In the In-situ Data project, part of the Wageningen Common Data Solutions programme, Hendrik and his colleagues set to work harmonising relevant in-situ crop data. As a first step, they mapped existing sets of crop data in collaboration with the Plant Sciences Group: ‘To start with, we looked for relevant datasets. That's a lot of work, because they are stored in many different places. We then looked at how the different kinds of data were described. Often, background information was provided in a readme file or a scientific publication. We developed a generic infrastructure, AGROSTAC, to harmonise and manage this crop data and make it available to fellow researchers in a standardised format via an API interface.’ It would be great if researchers took future use by other researchers into account when describing their research data. Hendrik argues that this is not always realistic: ‘In a project with the European Space Agency and the Flemish Institute for Technological Research, we are creating crop maps with a resolution of 10 by 10 metres.

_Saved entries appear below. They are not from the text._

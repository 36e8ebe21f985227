// src/config/mod.rs

//! Feed configuration loading for dirfeed.
//!
//! Responsibilities:
//! - Define the TOML-backed data model (`model.rs`).
//! - Load an optional config file from disk (`loader.rs`).
//!
//! Every option has a fixed default, so running without a config file is
//! fully supported.

pub mod loader;
pub mod model;

pub use loader::{load_from_path, load_optional};
pub use model::{ConfigFile, FeedSection};
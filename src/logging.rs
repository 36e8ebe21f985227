// src/logging.rs

//! Logging setup for `dirfeed` using `tracing` + `tracing-subscriber`.
//!
//! Priority for determining the log level:
//! 1. `--log-level` CLI flag (if provided)
//! 2. `DIRFEED_LOG` environment variable (e.g. "info", "debug")
//! 3. default to `info`

use anyhow::Result;
use tracing_subscriber::fmt;

use crate::cli::LogLevel;

/// Initialise global logging subscriber.
///
/// Safe to call once at startup.
pub fn init_logging(cli_level: Option<LogLevel>) -> Result<()> {
    let level = match cli_level {
        Some(lvl) => level_from_log_level(lvl),
        None => std::env::var("DIRFEED_LOG")
            .ok()
            .and_then(|s| parse_level_str(&s))
            .unwrap_or(tracing::Level::INFO),
    };

    // `init()` does not return a Result, so this cannot fail at runtime
    // (if called more than once, it will panic; we only call once in main).
    fmt()
        .with_max_level(level)
        .with_target(true)
        .with_thread_ids(false)
        .with_thread_names(false)
        .init();

    Ok(())
}

fn level_from_log_level(lvl: LogLevel) -> tracing::Level {
    match lvl {
        LogLevel::Error => tracing::Level::ERROR,
        LogLevel::Warn => tracing::Level::WARN,
        LogLevel::Info => tracing::Level::INFO,
        LogLevel::Debug => tracing::Level::DEBUG,
        LogLevel::Trace => tracing::Level::TRACE,
    }
}

fn parse_level_str(s: &str) -> Option<tracing::Level> {
    match s.trim().to_lowercase().as_str() {
        "error" => Some(tracing::Level::ERROR),
        "warn" | "warning" => Some(tracing::Level::WARN),
        "info" => Some(tracing::Level::INFO),
        "debug" => Some(tracing::Level::DEBUG),
        "trace" => Some(tracing::Level::TRACE),
        _ => None,
    }
}
// src/feed/mod.rs

//! Feed entry construction and RSS document rendering.
//!
//! `entry.rs` is the pure projection of a cataloged file into an entry
//! record; `render.rs` turns a catalog snapshot plus channel metadata into
//! the served XML. The `rss` crate is treated as a black-box encoder for
//! the document format itself.

pub mod entry;
pub mod render;

pub use entry::{build_entry, FeedEntry};
pub use render::{render_feed, ChannelMeta, RSS_CONTENT_TYPE};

In another study, a resolution of 10 by 10 kilometres may suffice. For that researcher, a more accurate spatial resolution makes no sense.’ In addition, data often has to be published at the last minute. ’Usually, no attention is paid to the interoperabibility and reusability of data.’

Global Yield Atlas

One of the practical cases worked on in the project is the Global Yield Atlas, an initiative of Wageningen University & Research, among others. ‘This atlas describes the difference between farmers’ current yields and the potential yield if they did everything perfectly. For maize production in Germany, we recalibrated the crop model used based on a large number of in-situ measurements that we found via AGROSTAC. This has resulted in a more realistic length of the growing season and an adjusted yield ceiling.’

Monitoring Agricultural Resources (MARS)

The EU programme Monitoring Agricultural Resources (MARS) uses meteorological data to monitor crop growth and predict yields. A crop growth model developed in Wageningen in the 1980s serves as the basis for this. The In-situ Data project also contributed to MARS, says Hendrik: ‘There was a strong need for in-situ data to better predict potato growth throughout Europe. We went in search of new data, then standardised and harmonised it and made it available.’

Yoda

The more datasets are added, the more interesting it will be for the plant science community, Hendrik expects: ‘We already have around 25 datasets, some of which are big, from different types of research. In recent years, we have found a number of interesting datasets that we didn't know existed. As our network becomes better known, it will strengthen itself.’ He expects Yoda, the IT solution for smart and efficient data organisation, to contribute to the further enrichment of AGROSTAC: ‘Wageningen scientists are already working with it. I imagine they will be able to tick a box if they want their data to be automatically shared with AGROSTAC.’

Generic design

In his opinion, a major advantage of AGROSTAC is its generic design: 'We can easily add variables, such as data to improve sustainability management or data on the protein content of crops. Essentially, any observation with a time and location can be added. But we want to continue to focus on what is most needed.’